▶ Task material:
impl LdapEngine {
    /// Creates an engine with the given transport settings.
    #[must_use]
    pub fn new(transport: TransportConfig) -> Self {
        Self {
            transport,
            arena: RefCell::new(Arena::default()),
        }
    }

    /// Transport settings in use.
    #[must_use]
    pub const fn transport(&self) -> &TransportConfig {
        &self.transport
    }

    fn on_connection<T>(
        &self,
        link: ConnectionHandle,
        op: impl FnOnce(&mut Connection) -> EngineResult<T>,
    ) -> EngineResult<T> {
        let mut arena = self.arena.borrow_mut();
        let connection = arena
            .connections
            .get_mut(&link.raw())
            .ok_or_else(|| unknown_connection(link))?;

        connection.last_error = Diagnostic::success();
        let outcome = op(&mut *connection);
        if let Err(diagnostic) = &outcome {
            connection.last_error = diagnostic.clone();
        }
        outcome
    }

    fn on_result<T>(
        &self,
        link: ConnectionHandle,
        result: u64,
        op: impl FnOnce(&SearchOutcome) -> EngineResult<T>,
    ) -> EngineResult<T> {
        let mut arena = self.arena.borrow_mut();
        let outcome = arena
            .results
            .get(&result)
            .ok_or_else(|| Diagnostic::new(PARAM_ERROR, format!("unknown result handle {result}")))
            .and_then(op);

        if let Some(connection) = arena.connections.get_mut(&link.raw()) {
            connection.last_error = match &outcome {
                Ok(_) => Diagnostic::success(),
                Err(diagnostic) => diagnostic.clone(),
            };
        }
        outcome
    }

    fn node_at(
        &self,
        link: ConnectionHandle,
        result: u64,
        index: usize,
        references: bool,
    ) -> Option<u64> {
        self.on_result(link, result, |outcome| {
            let len = if references {
                outcome.references.len()
            } else {
                outcome.entries.len()
            };
            Ok((index < len).then(|| node_token(result, index)).flatten())
        })
        .ok()
        .flatten()
    }

    fn run_search(
        &self,
        connection: &mut Connection,
        scope: SearchScope,
        request: &SearchRequest,
    ) -> EngineResult<(Vec<EntryRecord>, Vec<Vec<String>>, ParsedResult, Option<PageCookie>)> {
        let controls = take_staged_page(&mut connection.page)?;
        let SearchResult(raw_entries, result) = issue_search(
            &mut connection.conn,
            scope,
            &request.base_dn,
            request,
            connection.options.search_options(request),
            controls,
            self.transport.operation_timeout(),
        )?;
        connection.options.deref = request.deref;
        accept_search(&result)?;

        let (mut entries, mut references) = split_results(raw_entries)?;
        let parsed = ParsedResult {
            code: result_code(&result),
            matched_dn: result.matched.clone(),
            message: result.text.clone(),
            referrals: result.refs.clone(),
        };
        let page = paged_response(&result.ctrls);

        if connection.options.referrals {
            let mut targets = references.concat();
            if parsed.code == REFERRAL {
                targets.extend(parsed.referrals.iter().cloned());
            }

            for target in &targets {
                let referred = self.follow_referral(
                    target,
                    scope,
                    request,
                    connection.options,
                    connection.rebind.as_mut(),
                )?;
                entries.extend(referred);
            }
            if !targets.is_empty() {
                references.clear();
            }
        }

        Ok((entries, references, parsed, page))
    }

    /// Repeats a search against the server named by a referral URL.
    fn follow_referral(
        &self,
        referral: &str,
        scope: SearchScope,
        request: &SearchRequest,
        options: ConnectionOptions,
        rebind: Option<&mut RebindProc>,
    ) -> EngineResult<Vec<EntryRecord>> {
        let target = ReferralTarget::parse(referral)?;
        trace!(referral, server = %target.server, "following referral");

        let settings = connection_settings(&self.transport, options.connect_timeout(&self.transport), false)?;
        let mut conn = LdapConn::with_settings(settings, &target.server).map_err(map_ldap_error)?;

        let credentials = rebind.and_then(|callback| callback(referral));
        let (dn, password) = credentials
            .as_ref()
            .map_or(("", ""), |credentials| {
                (credentials.dn.as_str(), credentials.password.expose_secret())
            });
        let bound = conn
            .with_timeout(self.transport.operation_timeout())
            .simple_bind(dn, password)
            .map_err(map_ldap_error)
            .and_then(check);
        if let Err(diagnostic) = bound {
            close_quietly(conn);
            return Err(diagnostic);
        }

        let base = target.base_dn.as_deref().unwrap_or(&request.base_dn);
        let searched = issue_search(
            &mut conn,
            scope,
            base,
            request,
            options.search_options(request),
            Vec::new(),
            self.transport.operation_timeout(),
        );
        close_quietly(conn);

        let SearchResult(raw_entries, result) = searched?;
        accept_search(&result)?;
        // Only one hop is followed; further references are dropped.
        let (entries, _) = split_results(raw_entries)?;
        Ok(entries)
    }

    fn write(
        &self,
        link: ConnectionHandle,
        operation: &str,
        op: impl FnOnce(&mut LdapConn) -> ldap3::result::Result<ldap3::LdapResult>,
    ) -> EngineResult<()> {
        trace!(link = link.raw(), operation, "engine call");
        let timeout = self.transport.operation_timeout();
        self.on_connection(link, |connection| {
            connection.conn.with_timeout(timeout);
            op(&mut connection.conn)
                .map_err(map_ldap_error)
                .and_then(check)
                .map(|_| ())
        })
    }
}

▶ Description of the task:
Starting from the data above, filter for lines with "server" and copy each one.

▶ Task result:
    /// Repeats a search against the server named by a referral URL.
        trace!(referral, server = %target.server, "following referral");
        let mut conn = LdapConn::with_settings(settings, &target.server).map_err(map_ldap_error)?;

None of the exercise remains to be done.